Я, чтобы не нарушать лояльности в отношении непосредственного начальника – Ю.В. Андропова, сообщил ему об этом (и заодно рассказал коротко о содержании проекта речи, спросил совета). Он мне сказал: «Что же, раз в эту историю попал, действуй так, как считаешь нужным». Неудовольствия, равно как призыва к осторожности, к тому, чтобы уклоняться от столкновения, я не уловил. Собственно, на такой ответ и рассчитывал.
Потом допоздна сидел и готовился. Подумав, решил, что наиболее эффективным способом отвергнуть проект речи будут не призывы к политической порядочности (можно ли, разоблачив Сталина как преступника, теперь его восхвалять?) и не абстрактные рассуждения о вреде культа личности и его несоответствии марксизму, а предельно предметные аргументы о пагубных практических последствиях такого выступления нового лидера для него самого, для партии и страны.
Первый аргумент сводился к тому, что выступление вызовет серьезные осложнения в ряде социалистических стран (я работал в отделе, который занимался ими, и начать с этого было естественным). В двух из этих стран, решил я напомнить Брежневу, лидерами стали люди, в свое время посаженные Сталиным в тюрьму и чудом оставшиеся в живых, – Кадар в Венгрии и Гомулка в Польше. В третьей – Болгарии – сразу после XX съезда прежний руководитель был снят пленумом ЦК за злоупотребления властью. Что же, там снова менять лидеров? Ведь этого местные сталинисты непременно захотят. Неужто Брежневу сейчас, в этот и без того непростой момент, нужны такие осложнения?

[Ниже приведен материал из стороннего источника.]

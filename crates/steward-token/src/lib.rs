// SPDX-License-Identifier: MIT OR Apache-2.0
//! steward-token
//!
//! HMAC-SHA-256 approval tokens. A token authorizes exactly one queue item:
//! its payload binds the item's `qid` and `spec_hash`, carries an absolute
//! expiry in unix seconds, and is signed with the shared executor secret.
//!
//! Wire form: `b64url(canonical({"payload": P, "sig": b64url(HMAC(canonical(P)))}))`
//! with no base64 padding anywhere. Canonical JSON is defined in
//! [`steward_core::canonical_json`].
#![deny(unsafe_code)]
#![warn(missing_docs)]

use base64::Engine as _;
use base64::engine::general_purpose::URL_SAFE_NO_PAD;
use hmac::{Hmac, Mac};
use serde::{Deserialize, Serialize};
use sha2::Sha256;
use std::collections::BTreeMap;
use std::time::{SystemTime, UNIX_EPOCH};
use steward_core::canonical_json;
use uuid::Uuid;

type HmacSha256 = Hmac<Sha256>;

/// Errors that can occur while minting a token.
#[derive(Debug, thiserror::Error)]
pub enum TokenError {
    /// The shared secret is empty; nothing may be signed with it.
    #[error("refusing to mint with an empty secret")]
    EmptySecret,

    /// The payload could not be serialized.
    #[error("token payload serialization failed: {0}")]
    Encode(#[from] steward_core::ContractError),
}

/// A verified approval: the decoded token payload.
#[derive(Debug, Clone, PartialEq, Serialize, Deserialize)]
pub struct Approval {
    /// Action kind this token authorizes (e.g. `send_email`).
    pub token_type: String,
    /// Random token id (uuid v4).
    pub jti: String,
    /// Absolute expiry, unix seconds.
    pub exp: i64,
    /// Binding map; for queue items always `{qid, spec_hash}`.
    pub bind: BTreeMap<String, serde_json::Value>,
}

impl Approval {
    /// Fetch a bind entry as a string, empty when absent or non-string.
    pub fn bind_str(&self, key: &str) -> &str {
        self.bind.get(key).and_then(|v| v.as_str()).unwrap_or("")
    }

    /// Whether the token is expired at `now` (unix seconds).
    pub fn expired_at(&self, now: i64) -> bool {
        now > self.exp
    }
}

#[derive(Serialize, Deserialize)]
struct Blob {
    payload: serde_json::Value,
    sig: String,
}

/// Current unix time in whole seconds.
pub fn unix_now() -> i64 {
    SystemTime::now()
        .duration_since(UNIX_EPOCH)
        .map(|d| d.as_secs() as i64)
        .unwrap_or(0)
}

/// Convenience constructor for the standard queue-item binding.
pub fn bind_queue_item(qid: &str, spec_hash: &str) -> BTreeMap<String, serde_json::Value> {
    BTreeMap::from([
        ("qid".to_string(), serde_json::Value::from(qid)),
        ("spec_hash".to_string(), serde_json::Value::from(spec_hash)),
    ])
}

/// Mint a token expiring `ttl_s` seconds from now.
///
/// # Errors
///
/// [`TokenError::EmptySecret`] when `secret` is empty; serialization failures
/// are surfaced as [`TokenError::Encode`].
pub fn mint(
    secret: &[u8],
    token_type: &str,
    ttl_s: i64,
    bind: BTreeMap<String, serde_json::Value>,
) -> Result<String, TokenError> {
    mint_with_exp(secret, token_type, unix_now() + ttl_s, bind)
}

/// Mint a token with an explicit absolute expiry (unix seconds).
pub fn mint_with_exp(
    secret: &[u8],
    token_type: &str,
    exp: i64,
    bind: BTreeMap<String, serde_json::Value>,
) -> Result<String, TokenError> {
    if secret.is_empty() {
        return Err(TokenError::EmptySecret);
    }

    let approval = Approval {
        token_type: token_type.to_string(),
        jti: Uuid::new_v4().to_string(),
        exp,
        bind,
    };
    let payload = serde_json::to_value(&approval).map_err(steward_core::ContractError::from)?;
    let payload_canonical = canonical_json(&payload)?;

    let mut mac = HmacSha256::new_from_slice(secret).expect("HMAC accepts any key length");
    mac.update(payload_canonical.as_bytes());
    let sig = URL_SAFE_NO_PAD.encode(mac.finalize().into_bytes());

    let blob = Blob { payload, sig };
    let blob_canonical = canonical_json(&blob)?;
    Ok(URL_SAFE_NO_PAD.encode(blob_canonical.as_bytes()))
}

/// Verify a token's signature under `secret` and decode its payload.
///
/// Returns `None` on any decoding or signature failure. Expiry is *not*
/// checked here; callers compare [`Approval::exp`] against their own clock.
pub fn verify(secret: &[u8], token: &str) -> Option<Approval> {
    if secret.is_empty() {
        return None;
    }

    let raw = URL_SAFE_NO_PAD.decode(token.as_bytes()).ok()?;
    let blob: Blob = serde_json::from_slice(&raw).ok()?;
    let payload_canonical = canonical_json(&blob.payload).ok()?;
    let sig_bytes = URL_SAFE_NO_PAD.decode(blob.sig.as_bytes()).ok()?;

    let mut mac = HmacSha256::new_from_slice(secret).expect("HMAC accepts any key length");
    mac.update(payload_canonical.as_bytes());
    mac.verify_slice(&sig_bytes).ok()?;

    serde_json::from_value(blob.payload).ok()
}

#[cfg(test)]
mod tests {
    use super::*;
    use proptest::prelude::*;

    const SECRET: &[u8] = b"secret";

    #[test]
    fn roundtrip_preserves_payload() {
        let tok = mint(SECRET, "send_email", 10, bind_queue_item("x", "y")).unwrap();
        let appr = verify(SECRET, &tok).expect("token should verify");
        assert_eq!(appr.token_type, "send_email");
        assert_eq!(appr.bind_str("qid"), "x");
        assert_eq!(appr.bind_str("spec_hash"), "y");
        assert!(!appr.expired_at(unix_now()));
    }

    #[test]
    fn wrong_secret_fails() {
        let tok = mint(SECRET, "send_email", 10, bind_queue_item("x", "y")).unwrap();
        assert!(verify(b"other", &tok).is_none());
    }

    #[test]
    fn tampered_payload_fails() {
        let tok = mint(SECRET, "send_email", 10, bind_queue_item("x", "y")).unwrap();
        let raw = URL_SAFE_NO_PAD.decode(tok.as_bytes()).unwrap();
        let mut blob: serde_json::Value = serde_json::from_slice(&raw).unwrap();
        blob["payload"]["bind"]["qid"] = serde_json::Value::from("z");
        let forged =
            URL_SAFE_NO_PAD.encode(canonical_json(&blob).unwrap().as_bytes());
        assert!(verify(SECRET, &forged).is_none());
    }

    #[test]
    fn garbage_tokens_fail_quietly() {
        assert!(verify(SECRET, "").is_none());
        assert!(verify(SECRET, "not-base64!!!").is_none());
        assert!(
            verify(SECRET, &URL_SAFE_NO_PAD.encode(b"{\"payload\":1}")).is_none()
        );
    }

    #[test]
    fn empty_secret_never_mints_or_verifies() {
        assert!(matches!(
            mint(b"", "send_email", 10, bind_queue_item("x", "y")),
            Err(TokenError::EmptySecret)
        ));
        let tok = mint(SECRET, "send_email", 10, bind_queue_item("x", "y")).unwrap();
        assert!(verify(b"", &tok).is_none());
    }

    #[test]
    fn expiry_is_absolute() {
        let tok = mint_with_exp(SECRET, "create_event", unix_now() - 1, bind_queue_item("q", "h"))
            .unwrap();
        let appr = verify(SECRET, &tok).expect("signature still valid");
        assert!(appr.expired_at(unix_now()));
    }

    #[test]
    fn jti_is_unique_per_mint() {
        let a = verify(SECRET, &mint(SECRET, "t", 10, BTreeMap::new()).unwrap()).unwrap();
        let b = verify(SECRET, &mint(SECRET, "t", 10, BTreeMap::new()).unwrap()).unwrap();
        assert_ne!(a.jti, b.jti);
    }

    #[test]
    fn token_is_urlsafe_without_padding() {
        let tok = mint(SECRET, "forum_reply", 600, bind_queue_item("q", "h")).unwrap();
        assert!(!tok.contains('='));
        assert!(!tok.contains('+'));
        assert!(!tok.contains('/'));
    }

    proptest! {
        #[test]
        fn arbitrary_binds_roundtrip(qid in "[a-z0-9_]{1,32}", hash in "[a-f0-9]{64}") {
            let tok = mint(SECRET, "send_email", 60, bind_queue_item(&qid, &hash)).unwrap();
            let appr = verify(SECRET, &tok).unwrap();
            prop_assert_eq!(appr.bind_str("qid"), qid.as_str());
            prop_assert_eq!(appr.bind_str("spec_hash"), hash.as_str());
        }

        #[test]
        fn truncated_tokens_never_verify(cut in 1usize..20) {
            let tok = mint(SECRET, "send_email", 60, bind_queue_item("q", "h")).unwrap();
            let truncated = &tok[..tok.len().saturating_sub(cut)];
            prop_assert!(verify(SECRET, truncated).is_none());
        }
    }
}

Второй аргумент – реакция компартий Запада. Они с трудом, а кое-где с немалыми издержками переварили XX съезд. Что ж им теперь делать: встать в оппозицию к нам либо заново совершать «поворот кругом», подтверждая обвинение в том, что своей позиции они не имеют и рабски следуют всем поворотам и кульбитам политики Москвы?
И третий аргумент – внутренний. Я не поленился заново прочесть стенограмму XXII съезда и выписал из нее самые яркие высказывания против Сталина деятелей, еще состоявших при Брежневе в числе членов и кандидатов в члены политбюро, секретарей ЦК (в том числе Шелепина, Суслова, Подгорного, Мжаванадзе и др.). Как же они, совсем недавно клеймившие Сталина, требовавшие вынести его прах из Мавзолея и поставить памятник его жертвам, после такой речи нового генсека будут выглядеть в глазах партии, широкой советской и зарубежной общественности? Как будут смотреть в глаза людям? Или товарищ Брежнев специально хочет их дискредитировать, чтобы потом с ними расстаться? И наконец, не зададут ли и ему самому вопрос: где он был раньше? Ведь товарищ Брежнев участвовал во всех съездах партии, начиная с XIX, и с того же съезда был членом ЦК КПСС.